The show is forecast to be bigger than ever, with some 2,700 exhibitors, 140,000 attendees and 1.85 million square feet of exhibition space across the Las Vegas Convention Center, Sands Expo, and Hilton and Venetian hotels.

(Comparatively, the Reed Business-owned trade publication Tradeshow Week says last April’s NAB show attracted 1,530 exhibitors and 108,200 attendees, and covered 920,000 square feet.)

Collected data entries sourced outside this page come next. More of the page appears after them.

// Allow minor clippy style warnings at crate level
#![allow(clippy::must_use_candidate)]
#![allow(clippy::return_self_not_must_use)]
#![allow(clippy::missing_errors_doc)]
#![allow(clippy::doc_markdown)]
#![allow(clippy::cast_precision_loss)]

//! Tensor-free substrate for lexgraph.
//!
//! - [`GraphData`] - directed graph with per-node token attributes and
//!   optional per-edge weights, the exchange format between graph
//!   construction and message passing
//! - [`Tokenizer`] / [`WordTokenizer`] - raw text to token sequence
//! - [`Vocab`] - token <-> id mapping with padding and unknown entries
//! - [`chain::raw_text_to_init_graph`] - sequential token graph used to
//!   bootstrap topology learning
//!
//! # Example
//!
//! ```rust
//! use lexgraph_core::{chain::raw_text_to_init_graph, WordTokenizer};
//!
//! let graph = raw_text_to_init_graph("The cat sat.", true, &WordTokenizer);
//!
//! assert_eq!(graph.node_count(), 4);
//! assert_eq!(graph.edge_count(), 3);
//! assert_eq!(graph.token(0), Some("the"));
//! ```

pub mod chain;
mod error;
mod graph;
mod tokenize;
mod vocab;

pub use error::{Error, Result};
pub use graph::{EdgeAttributes, GraphData, NodeAttributes};
pub use tokenize::{Tokenizer, WhitespaceTokenizer, WordTokenizer};
pub use vocab::{Vocab, PAD_TOKEN, UNK_TOKEN};

// Re-export petgraph for callers that want graph algorithms on GraphData
pub use petgraph;
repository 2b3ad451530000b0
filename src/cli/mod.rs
pub mod commands;

pub use commands::{Cli, Commands};
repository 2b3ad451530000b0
use serde::{Deserialize, Serialize};

#[derive(Debug, Clone, Serialize, Deserialize)]
pub struct MailConfig {
    #[serde(default = "default_smtp_host")]
    pub smtp_host: String,
    /// Implicit-TLS port (default: 465)
    #[serde(default = "default_smtp_port")]
    pub smtp_port: u16,
    /// Sender account. `EMAIL_USER` takes precedence.
    #[serde(default)]
    pub username: Option<String>,
    /// Application password. `EMAIL_APP_PASSWORD` takes precedence.
    #[serde(default)]
    pub password: Option<String>,
    #[serde(default = "default_subject")]
    pub subject: String,
    #[serde(default = "default_timeout_secs")]
    pub timeout_secs: u64,
}

fn default_smtp_host() -> String {
    "smtp.gmail.com".into()
}

fn default_smtp_port() -> u16 {
    465
}

fn default_subject() -> String {
    "💕 New Date Response!".into()
}

fn default_timeout_secs() -> u64 {
    20
}

impl Default for MailConfig {
    fn default() -> Self {
        Self {
            smtp_host: default_smtp_host(),
            smtp_port: default_smtp_port(),
            username: None,
            password: None,
            subject: default_subject(),
            timeout_secs: default_timeout_secs(),
        }
    }
}
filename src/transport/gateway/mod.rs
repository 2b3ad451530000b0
//! Axum-based submission gateway.
//!
//! - `POST /api/send-response` relays one finished answer record by email
//! - `GET /health` reports liveness and whether mail is configured
//! - Request body size limit (64KB) and request timeout (30s)

mod handlers;
mod server;

pub use server::{
    bind_gateway_listener, build_app, build_gateway_state, run_gateway, run_gateway_with_listener,
};

use crate::GatewayError;
use crate::transport::mail::Mailer;
use axum::{
    http::StatusCode,
    response::{IntoResponse, Json, Response},
};
use serde::{Deserialize, Serialize};
use std::sync::Arc;

#[cfg(test)]
use handlers::{handle_health, handle_send_response};

/// Maximum request body size (64KB)
pub const MAX_BODY_SIZE: usize = 65_536;
/// Request timeout (30s)
pub const REQUEST_TIMEOUT_SECS: u64 = 30;

pub const SEND_RESPONSE_PATH: &str = "/api/send-response";

/// Mail delivery wiring, present only when credentials resolved at startup.
#[derive(Clone)]
pub struct MailRoute {
    pub mailer: Arc<dyn Mailer>,
    /// Sender address, also the fixed recipient.
    pub sender: Arc<str>,
}

/// Shared state for all axum handlers
#[derive(Clone)]
pub struct AppState {
    pub mail: Option<MailRoute>,
    pub subject: Arc<str>,
}

/// Body returned by `POST /api/send-response`.
#[derive(Debug, Clone, PartialEq, Eq, Serialize, Deserialize)]
pub struct SendResponseReply {
    pub success: bool,
    #[serde(default, skip_serializing_if = "Option::is_none")]
    pub error: Option<String>,
}

impl SendResponseReply {
    pub fn ok() -> Self {
        Self {
            success: true,
            error: None,
        }
    }

    pub fn failed(message: impl Into<String>) -> Self {
        Self {
            success: false,
            error: Some(message.into()),
        }
    }
}

impl IntoResponse for GatewayError {
    fn into_response(self) -> Response {
        (
            StatusCode::INTERNAL_SERVER_ERROR,
            Json(SendResponseReply::failed(self.to_string())),
        )
            .into_response()
    }
}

CES, run by the Consumer Electronics Association trade group, used to be solely the province of gadget-seekers. But that has steadily changed over the last decade. Broadcast executives started traveling to the show en masse in the late ’90s to see the first high-definition TV sets. Satellite operators DirecTV and EchoStar have used the show to announce the latest set-top hardware and programming packages they will offer at retail, and their cable competitors began attending to take a first look. In recent years, telcos like Verizon and AT&T have followed suit to discuss their own video plans.

Content companies will be making noise on the show floor this year as well. Sony Pictures Television will have a major presence at CES, exhibiting alongside corporate cousin Sony Electronics as it shifts resources away from the National Association of Television Program Executives (NATPE) conference in Vegas later in January, where it will no longer be exhibiting.

SPT president Steve Mosko says that Sony Pictures’ presence at CES, which includes a private customer event on Jan. 7 with appearances by comedians Jerry Seinfeld and Drew Carey, crooner Tony Bennett and syndication stars Alex Trebek and Vanna White, exemplifies the “Sony United” strategy of fully unifying the company’s electronics and content businesses.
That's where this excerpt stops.